The sales of Merial and the European generics businesses would leave Sanofi with four units that Brandicourt thinks are already market leaders–diabetes/cardiovascular, vaccines, rare diseases and emerging markets–and four in which Sanofi plans to invest to claim a spot on the leaderboard. The four subscale units are multiple sclerosis, oncology, immunology and consumer healthcare. Each of the businesses has its shortcomings today, but Brandicourt is willing to spend his way to the top. “[In consumer health], we will … build scale through bolt-on acquisitions,” he said.
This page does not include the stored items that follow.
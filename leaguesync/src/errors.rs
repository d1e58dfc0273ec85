//! Error types for the leaguesync pipeline.
//!
//! The taxonomy mirrors how failures propagate: transient fetch/load faults
//! are retried with bounded backoff, gate and promotion failures are fatal to
//! the run, per-record integrity issues are collected without aborting, and
//! lock contention fails fast before any state is touched.

use crate::checkpoint::CheckpointError;
use crate::lock::{LockError, LockHolder};
use crate::record::DatasetKind;
use crate::store::StoreError;
use serde::{Deserialize, Serialize};
use std::fmt;
use thiserror::Error;

/// The main error type for pipeline operations.
#[derive(Debug, Error)]
pub enum PipelineError {
    /// Transient network or storage fault during fetch or load; retryable.
    #[error("Transient I/O during {operation}: {message}")]
    TransientIo {
        /// The operation that failed (e.g. "fetch standings").
        operation: String,
        /// Underlying failure description.
        message: String,
    },

    /// A fetch or load collaborator failed in a way retries cannot fix.
    #[error("{operation} failed: {message}")]
    Collaborator {
        /// The operation that failed.
        operation: String,
        /// Underlying failure description.
        message: String,
    },

    /// A validation gate rejected the working copy; never retried.
    #[error("Validation gate '{target}' failed: {diagnostic}")]
    Validation {
        /// The gate that failed ("dev" or "prod").
        target: String,
        /// Free-text diagnostic from the gate.
        diagnostic: String,
    },

    /// Another run holds the lock; reported before any state is touched.
    #[error("Another run holds the pipeline lock ({holder})")]
    LockContention {
        /// Identity of the holding run.
        holder: LockHolder,
    },

    /// Backup or atomic swap failure during promotion.
    #[error("{0}")]
    Promotion(#[from] PromotionError),

    /// The run was cancelled by an operator or a timeout.
    #[error("Run cancelled: {reason}")]
    Cancelled {
        /// Why the run was cancelled.
        reason: String,
    },

    /// Storage fault outside the promotion path.
    #[error("{0}")]
    Store(#[from] StoreError),

    /// Checkpoint log fault.
    #[error("{0}")]
    Checkpoint(#[from] CheckpointError),
}

impl PipelineError {
    /// Classifies a collaborator failure into the transient or permanent
    /// variant.
    #[must_use]
    pub fn from_collaborator(
        operation: impl Into<String>,
        message: impl Into<String>,
        retryable: bool,
    ) -> Self {
        if retryable {
            Self::TransientIo {
                operation: operation.into(),
                message: message.into(),
            }
        } else {
            Self::Collaborator {
                operation: operation.into(),
                message: message.into(),
            }
        }
    }

    /// Creates a cancellation error.
    #[must_use]
    pub fn cancelled(reason: impl Into<String>) -> Self {
        Self::Cancelled {
            reason: reason.into(),
        }
    }

    /// Returns true if the error may resolve on retry.
    #[must_use]
    pub fn is_retryable(&self) -> bool {
        matches!(self, Self::TransientIo { .. })
    }

    /// Returns true if the error is lock contention.
    #[must_use]
    pub fn is_lock_contention(&self) -> bool {
        matches!(self, Self::LockContention { .. })
    }
}

impl From<LockError> for PipelineError {
    fn from(err: LockError) -> Self {
        match err {
            LockError::Contention { holder, .. } => Self::LockContention { holder },
            LockError::Io { path, source } => Self::Store(StoreError::Io { path, source }),
        }
    }
}

/// Error raised when a promotion cannot complete.
#[derive(Debug, Error)]
pub enum PromotionError {
    /// The pre-swap backup could not be taken or verified; production is
    /// untouched.
    #[error("Backup failed before promotion: {source}")]
    BackupFailed {
        /// The storage fault behind the failure.
        #[source]
        source: StoreError,
    },

    /// The pointer swap failed after a verified backup was taken.
    #[error("Production swap failed: {source}; restore backup '{backup_stamp}' to roll back")]
    SwapFailed {
        /// Stamp of the backup snapshot to restore from.
        backup_stamp: String,
        /// The storage fault behind the failure.
        #[source]
        source: StoreError,
    },

    /// Restoring production from a backup snapshot failed.
    #[error("Restore from backup '{stamp}' failed: {source}")]
    RestoreFailed {
        /// Stamp of the backup snapshot being restored.
        stamp: String,
        /// The storage fault behind the failure.
        #[source]
        source: StoreError,
    },
}

/// A per-record data-integrity problem found during merge.
///
/// Issues never abort a run; they are collected and surfaced in the run's
/// final report.
#[derive(Debug, Clone, PartialEq, Eq, Serialize, Deserialize)]
pub struct IntegrityIssue {
    /// Dataset the offending record belongs to.
    pub dataset: DatasetKind,
    /// What was wrong with the record.
    pub kind: IntegrityIssueKind,
    /// A short rendering of the offending record.
    pub record_hint: String,
}

impl IntegrityIssue {
    /// Creates a new integrity issue.
    #[must_use]
    pub fn new(
        dataset: DatasetKind,
        kind: IntegrityIssueKind,
        record_hint: impl Into<String>,
    ) -> Self {
        Self {
            dataset,
            kind,
            record_hint: record_hint.into(),
        }
    }
}

impl fmt::Display for IntegrityIssue {
    fn fmt(&self, f: &mut fmt::Formatter<'_>) -> fmt::Result {
        write!(f, "{}: {} ({})", self.dataset, self.kind, self.record_hint)
    }
}

/// The kinds of per-record integrity problems.
#[derive(Debug, Clone, PartialEq, Eq, Serialize, Deserialize)]
#[serde(rename_all = "snake_case", tag = "kind")]
pub enum IntegrityIssueKind {
    /// A key attribute was absent, null, or non-scalar.
    MissingKeyField {
        /// The offending attribute name.
        field: String,
    },
    /// An earlier record in the same batch shared this key and was displaced.
    DuplicateInBatch {
        /// The shared natural key.
        key: String,
    },
    /// Two stored records shared this key; only the later one was kept.
    DuplicateInExisting {
        /// The shared natural key.
        key: String,
    },
}

impl fmt::Display for IntegrityIssueKind {
    fn fmt(&self, f: &mut fmt::Formatter<'_>) -> fmt::Result {
        match self {
            Self::MissingKeyField { field } => write!(f, "missing key attribute '{field}'"),
            Self::DuplicateInBatch { key } => write!(f, "duplicate key in batch '{key}'"),
            Self::DuplicateInExisting { key } => {
                write!(f, "duplicate key in stored data '{key}'")
            }
        }
    }
}

#[cfg(test)]
mod tests {
    use super::*;

    #[test]
    fn test_from_collaborator_classification() {
        let transient = PipelineError::from_collaborator("fetch standings", "timeout", true);
        assert!(transient.is_retryable());

        let permanent = PipelineError::from_collaborator("fetch standings", "bad payload", false);
        assert!(!permanent.is_retryable());
    }

    #[test]
    fn test_only_transient_io_is_retryable() {
        let validation = PipelineError::Validation {
            target: "dev".to_string(),
            diagnostic: "3 tests failed".to_string(),
        };
        assert!(!validation.is_retryable());

        let cancelled = PipelineError::cancelled("operator abort");
        assert!(!cancelled.is_retryable());
    }

    #[test]
    fn test_lock_error_mapping() {
        let holder = LockHolder::current("run-1");
        let err: PipelineError = LockError::Contention {
            path: "/tmp/leaguesync.lock".into(),
            holder,
        }
        .into();

        assert!(err.is_lock_contention());
        assert!(!err.is_retryable());
    }

    #[test]
    fn test_integrity_issue_display() {
        let issue = IntegrityIssue::new(
            DatasetKind::Standings,
            IntegrityIssueKind::MissingKeyField {
                field: "team".to_string(),
            },
            "season=2024/25 competition=Division One",
        );

        let rendered = issue.to_string();
        assert!(rendered.starts_with("standings:"));
        assert!(rendered.contains("missing key attribute 'team'"));
    }

    #[test]
    fn test_swap_failed_carries_rollback_guidance() {
        let err = PromotionError::SwapFailed {
            backup_stamp: "2025-03-01_04-00-00".to_string(),
            source: StoreError::Io {
                path: "/data/production/CURRENT".into(),
                source: std::io::Error::new(std::io::ErrorKind::Other, "disk full"),
            },
        };

        let rendered = err.to_string();
        assert!(rendered.contains("2025-03-01_04-00-00"));
        assert!(rendered.contains("roll back"));
    }
}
Cash for the investments will come from cuts in other areas. Sanofi is planning to generate cost savings of $1.6 billion by 2018, while also potentially selling Merial and the European generics unit. “In this environment, there is no room for excess cost. Our company must become a simpler organization,” Brandicourt said. At this stage, it is unclear exactly where the ax will fall. Brandicourt said two thirds of the savings will come from the “simplification of the organization,” with the rest being generated by “investment prioritization.” Brandicourt, who has already warned unions in France that manufacturing costs must fall, said some of the savings would come from a “reshape” of the manufacturing network.
The plan is to put the savings back into the business, an approach that Sanofi thinks will set it up to deliver faster earnings growth from 2018 onward. Before then, the pressure on the diabetes unit and need to invest will drag on profits. Investors reacted badly to the news, sending shares in Sanofi down almost 6% on the Paris stock exchange.